═════ RECORDS TO PROCESS ═════
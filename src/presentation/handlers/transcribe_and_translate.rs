use std::time::Instant;

use axum::Json;
use axum::extract::{Multipart, Query, State};
use axum::http::StatusCode;
use axum::response::{IntoResponse, Response};
use serde::{Deserialize, Serialize};

use crate::application::ports::{GenerativeClient, SpeechModel};
use crate::domain::is_supported_language;
use crate::presentation::state::AppState;

use super::transcribe::read_audio_upload;

#[derive(Deserialize)]
pub struct TranslateTargetParams {
    #[serde(default = "default_target_language")]
    pub target_language: String,
}

fn default_target_language() -> String {
    "en".to_string()
}

#[derive(Serialize)]
pub struct TranscriptionTranslationResponse {
    pub transcription: String,
    pub enhanced_text: String,
    pub translated_text: String,
    pub target_language: String,
    pub processing_time: f64,
}

#[derive(Serialize)]
pub struct ErrorResponse {
    pub error: String,
}

/// The full pipeline: transcribe the upload, enhance the transcript, then
/// translate the enhanced text.
#[tracing::instrument(skip(state, params, multipart))]
pub async fn transcribe_and_translate_handler<S, G>(
    State(state): State<AppState<S, G>>,
    Query(params): Query<TranslateTargetParams>,
    multipart: Multipart,
) -> Response
where
    S: SpeechModel + 'static,
    G: GenerativeClient + 'static,
{
    let started = Instant::now();

    let Some(transcription_service) = state.transcription_service.as_ref() else {
        return (
            StatusCode::SERVICE_UNAVAILABLE,
            Json(ErrorResponse {
                error: "Whisper model not loaded".to_string(),
            }),
        )
            .into_response();
    };

    if !is_supported_language(&params.target_language) {
        tracing::warn!(target = %params.target_language, "Unsupported target language");
        return (
            StatusCode::BAD_REQUEST,
            Json(ErrorResponse {
                error: format!("Unsupported language: {}", params.target_language),
            }),
        )
            .into_response();
    }

    let audio = match read_audio_upload(multipart).await {
        Ok(audio) => audio,
        Err(response) => return response,
    };

    match transcription_service.transcribe(&audio).await {
        Ok(transcription) => {
            let enhanced_text = state.enhancement_service.enhance(&transcription).await;
            let translated_text = state
                .translation_service
                .translate(&enhanced_text, &params.target_language, "auto")
                .await;
            let processing_time = started.elapsed().as_secs_f64();

            tracing::info!(
                chars = transcription.len(),
                target = %params.target_language,
                processing_time,
                "Transcription and translation completed"
            );

            (
                StatusCode::OK,
                Json(TranscriptionTranslationResponse {
                    transcription,
                    enhanced_text,
                    translated_text,
                    target_language: params.target_language,
                    processing_time,
                }),
            )
                .into_response()
        }
        Err(e) => {
            tracing::error!(error = %e, "Transcription failed");
            (
                StatusCode::INTERNAL_SERVER_ERROR,
                Json(ErrorResponse {
                    error: format!("Transcription failed: {}", e),
                }),
            )
                .into_response()
        }
    }
}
═════
## TASK DETAILS
All of the records shown above should be reproduced exactly.

## ANSWER SECTION
filename src/presentation/handlers/transcribe_and_translate.rs
use std::time::Instant;

use axum::Json;
use axum::extract::{Multipart, Query, State};
use axum::http::StatusCode;
use axum::response::{IntoResponse, Response};
use serde::{Deserialize, Serialize};

use crate::application::ports::{GenerativeClient, SpeechModel};
use crate::domain::is_supported_language;
use crate::presentation::state::AppState;

use super::transcribe::read_audio_upload;

#[derive(Deserialize)]
pub struct TranslateTargetParams {
    #[serde(default = "default_target_language")]
    pub target_language: String,
}

fn default_target_language() -> String {
    "en".to_string()
}

#[derive(Serialize)]
pub struct TranscriptionTranslationResponse {
    pub transcription: String,
    pub enhanced_text: String,
    pub translated_text: String,
    pub target_language: String,
    pub processing_time: f64,
}

#[derive(Serialize)]
pub struct ErrorResponse {
    pub error: String,
}

/// The full pipeline: transcribe the upload, enhance the transcript, then
/// translate the enhanced text.
#[tracing::instrument(skip(state, params, multipart))]
pub async fn transcribe_and_translate_handler<S, G>(
    State(state): State<AppState<S, G>>,
    Query(params): Query<TranslateTargetParams>,
    multipart: Multipart,
) -> Response
where
    S: SpeechModel + 'static,
    G: GenerativeClient + 'static,
{
    let started = Instant::now();

    let Some(transcription_service) = state.transcription_service.as_ref() else {
        return (
            StatusCode::SERVICE_UNAVAILABLE,
            Json(ErrorResponse {
                error: "Whisper model not loaded".to_string(),
            }),
        )
            .into_response();
    };

    if !is_supported_language(&params.target_language) {
        tracing::warn!(target = %params.target_language, "Unsupported target language");
        return (
            StatusCode::BAD_REQUEST,
            Json(ErrorResponse {
                error: format!("Unsupported language: {}", params.target_language),
            }),
        )
            .into_response();
    }

    let audio = match read_audio_upload(multipart).await {
        Ok(audio) => audio,
        Err(response) => return response,
    };

    match transcription_service.transcribe(&audio).await {
        Ok(transcription) => {
            let enhanced_text = state.enhancement_service.enhance(&transcription).await;
            let translated_text = state
                .translation_service
                .translate(&enhanced_text, &params.target_language, "auto")
                .await;
            let processing_time = started.elapsed().as_secs_f64();

            tracing::info!(
                chars = transcription.len(),
                target = %params.target_language,
                processing_time,
                "Transcription and translation completed"
            );

            (
                StatusCode::OK,
                Json(TranscriptionTranslationResponse {
                    transcription,
                    enhanced_text,
                    translated_text,
                    target_language: params.target_language,
                    processing_time,
                }),
            )
                .into_response()
        }
        Err(e) => {
            tracing::error!(error = %e, "Transcription failed");
            (
                StatusCode::INTERNAL_SERVER_ERROR,
                Json(ErrorResponse {
                    error: format!("Transcription failed: {}", e),
                }),
            )
                .into_response()
        }
    }
}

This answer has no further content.